We now consider security issues in the context of online banking. Although the liability régime adopted for online banking seems to be based on that for telephone banking, and in most cases the same terms and conditions govern both, the security implications are not the same. The discussion above has drawn attention to the use of a shared secret (usually several shared secrets) for use by the bank to authenticate instructions purporting to come from the customer. It might reasonably be thought that authentication essentially depends on using either biometrics (like handwriting, voice recognition, fingerprints, retinal scans, etc) or shared secrets. This was indeed true until the publication in 1976 of New Directions in Cryptography by Martin Hellman & Whitfield Diffie (Diffie1976). That paper, which laid the foundations of public key cryptography, showed that it was possible to establish a procedure by which (transposing it into the context of this paper) customers can control unique, secret ‘signature’ keys for which they can provide related non-secret information that can be used by a bank to verify that instructions issued by them have been signed using these keys. (We refer to this verification information below as a ‘verification key’.) Provided that this scheme is soundly implemented, and that owners keep their signature keys secret and under their own control, transactions signed with them can be attributed to their owners with a high degree of confidence. In such schemes there is no shared secret since the bank does not know the value of the signature key and cannot discover it from the information it is given.
Implementations of public key cryptography depend on calculations with very large numbers, and are in practice dependant on the use of quite powerful computers. But they have been comfortably within the capabilities of ordinary desktop computers for some years, and are both readily available and in widespread use. Versions are available with user interfaces no more difficult to use than most general purpose home or office software.
It might be thought that with the customer in sole control of a signature key, the problems of liability could acceptably be solved by requiring the customer to accept responsibility without limit for all use of the signature key (at least until the bank is notified of a compromise). But that conclusion would involve considerable dangers, which we explain below after reviewing some other security issues in telephone and online banking.

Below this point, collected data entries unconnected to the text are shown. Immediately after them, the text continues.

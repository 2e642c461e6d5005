//! Billing settings injected into the calculators
//!
//! The computation chain never reads global configuration; every calculator
//! that needs a constant receives it through this struct. Values are loaded
//! from the environment at the interface layer and default to the
//! organization's standing configuration.

use crate::calendar::{effective_working_date, Timezone};
use crate::money::Rate;
use chrono::{DateTime, NaiveDate, NaiveTime, Utc};
use rust_decimal::Decimal;
use rust_decimal_macros::dec;
use serde::{Deserialize, Serialize};

/// Constants the billing chain depends on
#[derive(Debug, Clone, Copy, PartialEq, Eq, Serialize, Deserialize)]
pub struct BillingSettings {
    /// Timezone of the billing calendar
    pub timezone: Timezone,
    /// Local time before which the current day is not counted as started
    pub day_cutoff: NaiveTime,
    /// IGST rate applied to domestic clients, as a decimal fraction
    pub igst_rate: Decimal,
}

impl BillingSettings {
    /// The IGST rate as an applicable percentage rate
    pub fn igst(&self) -> Rate {
        Rate::new(self.igst_rate)
    }

    /// The local calendar date for a UTC instant
    pub fn today(&self, now: DateTime<Utc>) -> NaiveDate {
        self.timezone.local_date(now)
    }

    /// The date effort accounting treats as today, honoring the day cutoff
    pub fn effective_today(&self, now: DateTime<Utc>) -> NaiveDate {
        effective_working_date(self.timezone.to_local(now), self.day_cutoff)
    }
}

impl Default for BillingSettings {
    fn default() -> Self {
        Self {
            timezone: Timezone::new(chrono_tz::Asia::Kolkata),
            day_cutoff: NaiveTime::from_hms_opt(10, 0, 0).expect("valid cutoff time"),
            igst_rate: dec!(0.18),
        }
    }
}

#[cfg(test)]
mod tests {
    use super::*;
    use chrono::TimeZone;

    #[test]
    fn test_defaults() {
        let settings = BillingSettings::default();
        assert_eq!(settings.timezone.0.name(), "Asia/Kolkata");
        assert_eq!(settings.igst().as_percentage(), dec!(18));
    }

    #[test]
    fn test_effective_today_steps_back_before_cutoff() {
        let settings = BillingSettings::default();
        // 03:00 UTC is 08:30 in Kolkata, before the 10:00 cutoff
        let before = Utc.with_ymd_and_hms(2024, 5, 10, 3, 0, 0).unwrap();
        assert_eq!(
            settings.effective_today(before),
            NaiveDate::from_ymd_opt(2024, 5, 9).unwrap()
        );

        // 06:00 UTC is 11:30 in Kolkata
        let after = Utc.with_ymd_and_hms(2024, 5, 10, 6, 0, 0).unwrap();
        assert_eq!(
            settings.effective_today(after),
            NaiveDate::from_ymd_opt(2024, 5, 10).unwrap()
        );
    }

    #[test]
    fn test_serde_round_trip() {
        let settings = BillingSettings::default();
        let json = serde_json::to_string(&settings).unwrap();
        let back: BillingSettings = serde_json::from_str(&json).unwrap();
        assert_eq!(settings, back);
    }
}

The security of telephone banking faces the threat of interception of the telephone call and of the security information conveyed during it. The use of techniques described above in which only a part of the security information is used in any session will reduce the risk that any small number of intercepts can provide the interceptor with the means to impersonate the customer in future transactions, although the transaction information from the sessions will be obtained.
The telephone network requires some skill for outsiders to intercept, and the criminal character of unauthorised interception makes the task risky, especially given the limited value of intercepts. (Authorised intercepts can be disregarded as a threat to the transaction information, since the authorities can obtain the information more satisfactorily from the bank. The risk of authorised interception being abused to facilitate customer impersonation by the authorities is beyond useful discussion: those who believe it could happen cannot be reassured by discussion, and those who believe it could not happen do not require reassurance.)
In some cases there may be a real risk of interception between the telephone handset and the public network, either through the use of telephone extensions in homes or very small offices, or through office switchboards (especially where telephone monitoring is practised). There is also the risk of simple eavesdropping, or the planting of surveillance devices for the same purpose. Warnings given by the banks about maintaining the secrecy of security information do not draw attention to these risks. If the banks carry a substantial part of the risk of fraud, this is largely a matter for them; but if they do not, the omission raises a further question about the appropriateness of the liability régime.
PC banking, in which a direct connection is established over the telephone network between the customer’s PC and the bank’s system, faces a different mix of risks from telephone banking by voice. Intercepting the content of traffic between modems is much more difficult than with voice calls; and if the bank and the customer have established their systems correctly, the content of the session passing between the PC and the bank’s system can be made highly secure from interception. This depends on the origin and quality of the software being used by both the bank and the customer. This software must be able to protect data exchanged during an on-line banking session by negotiating session keys that are:
unique to the session;
discarded once the session is complete;
used with widely respected algorithms; and
of sufficient length to prevent decryption without access to keys.
Software for this purpose will generally employ one of several available secure network protocols such as the Secure Sockets Layer using algorithms such as RC4 or Triple DES and key lengths typically in excess of 100 bits. (But making the session confidential does not deal with the authentication problem, which must be solved by either shared secrets, one way functions or the use of public key cryptography.)
If a customer gains access to a bank account through a local network, such as one operated by their employer, additional interception risks may be involved. Many companies will operate a ‘firewall’ to protect their internal computer systems from external attacks. These will often prevent security protocols from operating ‘end to end’ between the bank’s system and the PC on the customer’s desk. This may prevent the customer from gaining on-line access to the bank account or may require that access is gained indirectly using other computer facilities. In that case the additional computer and network connections involved may introduce further interception risks. The result could be access by other employees to information passing between the customer and the bank, such as passwords and other security information. This risk could be reduced by systems adopting a ‘challenge/response’ approach, rather like that used in telephone banking, where any session passes only a fragment of the security information.